**What you have to do**
When you have gone through the records below, state only how many lines include the word "LscChampionship".

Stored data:
****************************************

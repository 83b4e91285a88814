//! # PMOMusic Settings Module
//!
//! This module provides the runtime settings of a PMOMusic server:
//! - Typed, defaulted settings persisted in `pmomusic.properties`
//! - Cached derived views (file type lists, per-user music folders)
//! - Public URL computation for remote access
//! - Periodic detection of the local IP address
//! - Pass-through to the host's DAOs (folders, radios, users, avatars)
//!
//! ## Usage
//!
//! ```no_run
//! # fn daos() -> pmosettings::Daos { unimplemented!() }
//! use pmosettings::SettingsService;
//!
//! # #[tokio::main]
//! # async fn main() -> pmosettings::Result<()> {
//! let service = SettingsService::open(None, daos())?;
//! let _probe = service.init();
//!
//! let port = service.port();
//! let music = service.music_file_types_as_array();
//! println!("port {} serving {:?}", port, music);
//!
//! service.set_url_redirection_enabled(true);
//! service.save(true)?;
//! # Ok(())
//! # }
//! ```

pub mod accessor;
pub mod cell;
pub mod derived;
pub mod error;
pub mod folders;
pub mod home;
pub mod probe;
pub mod pruner;
pub mod radio;
pub mod redirect;
pub mod resources;
pub mod schema;
pub mod secret;
pub mod service;
pub mod stats;
pub mod store;
pub mod users;

pub use accessor::TypedSettings;
pub use derived::FileTypeList;
pub use error::{Result, SettingsError};
pub use folders::{MusicFolder, MusicFolderDao};
pub use home::{pmomusic_home, ENV_HOME, PROPERTY_FILE_NAME};
pub use probe::{AddressLookup, LocalAddress, LOCAL_IP_LOOKUP_PERIOD};
pub use radio::{InternetRadio, InternetRadioDao};
pub use redirect::{RedirectionConfig, UrlRedirectType};
pub use resources::{Locale, Theme};
pub use service::{Daos, SettingsService, BRAND};
pub use stats::MediaLibraryStatistics;
pub use store::{MemoryStore, PropertiesFile, PropertyStore};
pub use users::{AlbumListType, Avatar, AvatarDao, UserDao, UserSettings, Visibility};
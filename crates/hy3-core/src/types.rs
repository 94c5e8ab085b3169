//! Enumerated leaf values of the parsed results tree.
//!
//! Every enum here loads from either its symbolic name (`"SCY"`) or its
//! single-character HY3 code (`"Y"`), and always emits its symbolic name.
//! Anything else is kept as-is by [`crate::model::Leaf`].

use serde::{Deserialize, Serialize};
use std::fmt;

/// An enumerated value with a stable symbolic name.
///
/// The name is the only representation that ever reaches the output
/// document; ordinals and file codes stay internal.
pub trait Symbolic {
    fn name(&self) -> &'static str;
}

/// Pool course the time was swum in.
#[derive(Debug, Clone, Copy, PartialEq, Eq, Hash, Serialize, Deserialize)]
pub enum Course {
    #[serde(rename = "SCY", alias = "Y")]
    ShortCourseYards,
    #[serde(rename = "SCM", alias = "S")]
    ShortCourseMeters,
    #[serde(rename = "LCM", alias = "L")]
    LongCourseMeters,
}

impl Symbolic for Course {
    fn name(&self) -> &'static str {
        match self {
            Course::ShortCourseYards => "SCY",
            Course::ShortCourseMeters => "SCM",
            Course::LongCourseMeters => "LCM",
        }
    }
}

#[derive(Debug, Clone, Copy, PartialEq, Eq, Hash, Serialize, Deserialize)]
pub enum Stroke {
    #[serde(rename = "FREESTYLE", alias = "A")]
    Freestyle,
    #[serde(rename = "BACKSTROKE", alias = "B")]
    Backstroke,
    #[serde(rename = "BREASTSTROKE", alias = "C")]
    Breaststroke,
    #[serde(rename = "BUTTERFLY", alias = "D")]
    Butterfly,
    #[serde(rename = "MEDLEY", alias = "E")]
    Medley,
}

impl Symbolic for Stroke {
    fn name(&self) -> &'static str {
        match self {
            Stroke::Freestyle => "FREESTYLE",
            Stroke::Backstroke => "BACKSTROKE",
            Stroke::Breaststroke => "BREASTSTROKE",
            Stroke::Butterfly => "BUTTERFLY",
            Stroke::Medley => "MEDLEY",
        }
    }
}

#[derive(Debug, Clone, Copy, PartialEq, Eq, Hash, Serialize, Deserialize)]
pub enum Gender {
    #[serde(rename = "MALE", alias = "M")]
    Male,
    #[serde(rename = "FEMALE", alias = "F")]
    Female,
    #[serde(rename = "MIXED", alias = "X")]
    Mixed,
    #[serde(rename = "UNKNOWN", alias = "U")]
    Unknown,
}

impl Symbolic for Gender {
    fn name(&self) -> &'static str {
        match self {
            Gender::Male => "MALE",
            Gender::Female => "FEMALE",
            Gender::Mixed => "MIXED",
            Gender::Unknown => "UNKNOWN",
        }
    }
}

/// Age-qualified gender label of an event ("Girls 11-12", "Men Open").
#[derive(Debug, Clone, Copy, PartialEq, Eq, Hash, Serialize, Deserialize)]
pub enum GenderAge {
    #[serde(rename = "GIRLS", alias = "G")]
    Girls,
    #[serde(rename = "WOMEN", alias = "W")]
    Women,
    #[serde(rename = "BOYS", alias = "B")]
    Boys,
    #[serde(rename = "MEN", alias = "M")]
    Men,
    #[serde(rename = "MIXED", alias = "X")]
    Mixed,
}

impl Symbolic for GenderAge {
    fn name(&self) -> &'static str {
        match self {
            GenderAge::Girls => "GIRLS",
            GenderAge::Women => "WOMEN",
            GenderAge::Boys => "BOYS",
            GenderAge::Men => "MEN",
            GenderAge::Mixed => "MIXED",
        }
    }
}

/// Sanctioning level of the meet, keyed by the SDIF meet type code.
#[derive(Debug, Clone, Copy, PartialEq, Eq, Hash, Serialize, Deserialize)]
pub enum MeetType {
    #[serde(rename = "INVITATIONAL", alias = "1")]
    Invitational,
    #[serde(rename = "REGIONAL", alias = "2")]
    Regional,
    #[serde(rename = "LSC_CHAMPIONSHIP", alias = "3")]
    LscChampionship,
    #[serde(rename = "ZONE", alias = "4")]
    Zone,
    #[serde(rename = "ZONE_CHAMPIONSHIP", alias = "5")]
    ZoneChampionship,
    #[serde(rename = "NATIONAL_CHAMPIONSHIP", alias = "6")]
    NationalChampionship,
    #[serde(rename = "JUNIORS", alias = "7")]
    Juniors,
    #[serde(rename = "SENIORS", alias = "8")]
    Seniors,
    #[serde(rename = "DUAL", alias = "9")]
    Dual,
    #[serde(rename = "TIME_TRIALS", alias = "0")]
    TimeTrials,
    #[serde(rename = "INTERNATIONAL", alias = "A")]
    International,
    #[serde(rename = "OPEN", alias = "B")]
    Open,
    #[serde(rename = "LEAGUE", alias = "C")]
    League,
}

impl Symbolic for MeetType {
    fn name(&self) -> &'static str {
        match self {
            MeetType::Invitational => "INVITATIONAL",
            MeetType::Regional => "REGIONAL",
            MeetType::LscChampionship => "LSC_CHAMPIONSHIP",
            MeetType::Zone => "ZONE",
            MeetType::ZoneChampionship => "ZONE_CHAMPIONSHIP",
            MeetType::NationalChampionship => "NATIONAL_CHAMPIONSHIP",
            MeetType::Juniors => "JUNIORS",
            MeetType::Seniors => "SENIORS",
            MeetType::Dual => "DUAL",
            MeetType::TimeTrials => "TIME_TRIALS",
            MeetType::International => "INTERNATIONAL",
            MeetType::Open => "OPEN",
            MeetType::League => "LEAGUE",
        }
    }
}

/// Qualifier attached to a recorded time.
#[derive(Debug, Clone, Copy, PartialEq, Eq, Hash, Serialize, Deserialize)]
pub enum TimeCode {
    #[serde(rename = "NORMAL")]
    Normal,
    #[serde(rename = "NO_SHOW", alias = "NS")]
    NoShow,
    #[serde(rename = "DISQUALIFICATION", alias = "DQ")]
    Disqualification,
    #[serde(rename = "SCRATCH", alias = "SCR")]
    Scratch,
    #[serde(rename = "DID_NOT_FINISH", alias = "DNF")]
    DidNotFinish,
}

impl Symbolic for TimeCode {
    fn name(&self) -> &'static str {
        match self {
            TimeCode::Normal => "NORMAL",
            TimeCode::NoShow => "NO_SHOW",
            TimeCode::Disqualification => "DISQUALIFICATION",
            TimeCode::Scratch => "SCRATCH",
            TimeCode::DidNotFinish => "DID_NOT_FINISH",
        }
    }
}

macro_rules! display_by_name {
    ($($ty:ty),* $(,)?) => {
        $(
            impl fmt::Display for $ty {
                fn fmt(&self, f: &mut fmt::Formatter<'_>) -> fmt::Result {
                    f.write_str(self.name())
                }
            }
        )*
    };
}

display_by_name!(Course, Stroke, Gender, GenderAge, MeetType, TimeCode);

****************************************

**Result for this exercise**
2